Mabes Pays Homage to Golden Girl, Bobbie Gentry, in ‘Caught Up’

Folk-pop artist Mabes pays homage to the golden girls of the sixties with her nostalgic variety show video for new single “Caught Up.” The UK-native embodies and honors the women that paved the way for artists like her around the world, notably iconic trailblazer Bobbie Gentry who was one of the first female American singer-songwriters to compose her own original content.

Stunting in her satin jumpsuit and gorgeous glam à la Bobbie Gentry, Mabes graciously serenades the ‘studio audience’ with her wistful lyrics which eloquently captures the longing for your loved ones through shelter-in-place and COVID-19 restrictions. 

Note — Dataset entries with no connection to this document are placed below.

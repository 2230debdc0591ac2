//! Reduced-motion guard
//!
//! Every animated component consults a [`MotionPreference`] on each frame. The
//! answer is never cached, so flipping the preference takes effect on the next
//! tick without remounting anything.

use std::sync::atomic::{AtomicU8, Ordering};
use std::sync::Arc;

use tracing::info;

use crate::config::MotionSetting;

/// Environment variable consulted when the setting is `auto`
pub const REDUCED_MOTION_ENV: &str = "REELFRONT_REDUCED_MOTION";

/// Live reduced-motion signal
pub trait MotionPreference {
    fn prefers_reduced_motion(&self) -> bool;
}

impl MotionPreference for bool {
    fn prefers_reduced_motion(&self) -> bool {
        *self
    }
}

impl<T: MotionPreference + ?Sized> MotionPreference for &T {
    fn prefers_reduced_motion(&self) -> bool {
        (**self).prefers_reduced_motion()
    }
}

const AUTO: u8 = 0;
const REDUCE: u8 = 1;
const NO_PREFERENCE: u8 = 2;

fn encode(setting: MotionSetting) -> u8 {
    match setting {
        MotionSetting::Auto => AUTO,
        MotionSetting::Reduce => REDUCE,
        MotionSetting::NoPreference => NO_PREFERENCE,
    }
}

fn decode(raw: u8) -> MotionSetting {
    match raw {
        REDUCE => MotionSetting::Reduce,
        NO_PREFERENCE => MotionSetting::NoPreference,
        _ => MotionSetting::Auto,
    }
}

/// Shared, runtime-adjustable motion preference
///
/// Clones share the same underlying setting.
#[derive(Debug, Clone)]
pub struct MotionGuard {
    setting: Arc<AtomicU8>,
}

impl Default for MotionGuard {
    fn default() -> Self {
        Self::new(MotionSetting::Auto)
    }
}

impl MotionGuard {
    pub fn new(setting: MotionSetting) -> Self {
        Self {
            setting: Arc::new(AtomicU8::new(encode(setting))),
        }
    }

    pub fn setting(&self) -> MotionSetting {
        decode(self.setting.load(Ordering::Relaxed))
    }

    pub fn set(&self, setting: MotionSetting) {
        self.setting.store(encode(setting), Ordering::Relaxed);
    }

    /// Flip between reduced and full motion, leaving `auto` behind
    pub fn toggle(&self) -> bool {
        let reduce = !self.prefers_reduced_motion();
        self.set(if reduce {
            MotionSetting::Reduce
        } else {
            MotionSetting::NoPreference
        });
        info!(reduce, "reduced motion toggled");
        reduce
    }
}

impl MotionPreference for MotionGuard {
    fn prefers_reduced_motion(&self) -> bool {
        match self.setting() {
            MotionSetting::Reduce => true,
            MotionSetting::NoPreference => false,
            MotionSetting::Auto => env_prefers_reduced_motion(),
        }
    }
}

fn env_prefers_reduced_motion() -> bool {
    std::env::var(REDUCED_MOTION_ENV)
        .map(|v| is_truthy(&v))
        .unwrap_or(false)
}

fn is_truthy(value: &str) -> bool {
    matches!(
        value.trim().to_ascii_lowercase().as_str(),
        "1" | "true" | "yes" | "on" | "reduce"
    )
}

#[cfg(test)]
mod tests {
    use super::*;

    #[test]
    fn test_explicit_settings() {
        assert!(MotionGuard::new(MotionSetting::Reduce).prefers_reduced_motion());
        assert!(!MotionGuard::new(MotionSetting::NoPreference).prefers_reduced_motion());
    }

    #[test]
    fn test_clones_share_state() {
        let guard = MotionGuard::new(MotionSetting::NoPreference);
        let observer = guard.clone();
        assert!(!observer.prefers_reduced_motion());
        assert!(guard.toggle());
        assert!(observer.prefers_reduced_motion());
        assert!(!guard.toggle());
        assert!(!observer.prefers_reduced_motion());
    }

    #[test]
    fn test_truthy_values() {
        for v in ["1", "true", "YES", " on ", "reduce"] {
            assert!(is_truthy(v), "{v}");
        }
        for v in ["0", "false", "", "no-preference"] {
            assert!(!is_truthy(v), "{v}");
        }
    }
}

Mabes explains, “‘Caught Up’ was inspired by lovers that were unable to see each other throughout lockdown. FaceTime and Zoom is great, but when you love and miss somebody, seeing them on a screen just isn’t the same as holding their hand or laying your head down on them. ‘Caught Up’ is about longing to be held and getting lost in the moment with that special person, to make all the worries and darkness fade away.” She adds, “The video was inspired by my love of Bobbie Gentry and 1960s and ‘70s tv shows. Re-creating this with director Elle Lotherington was a challenge but creating characters is something I love doing!”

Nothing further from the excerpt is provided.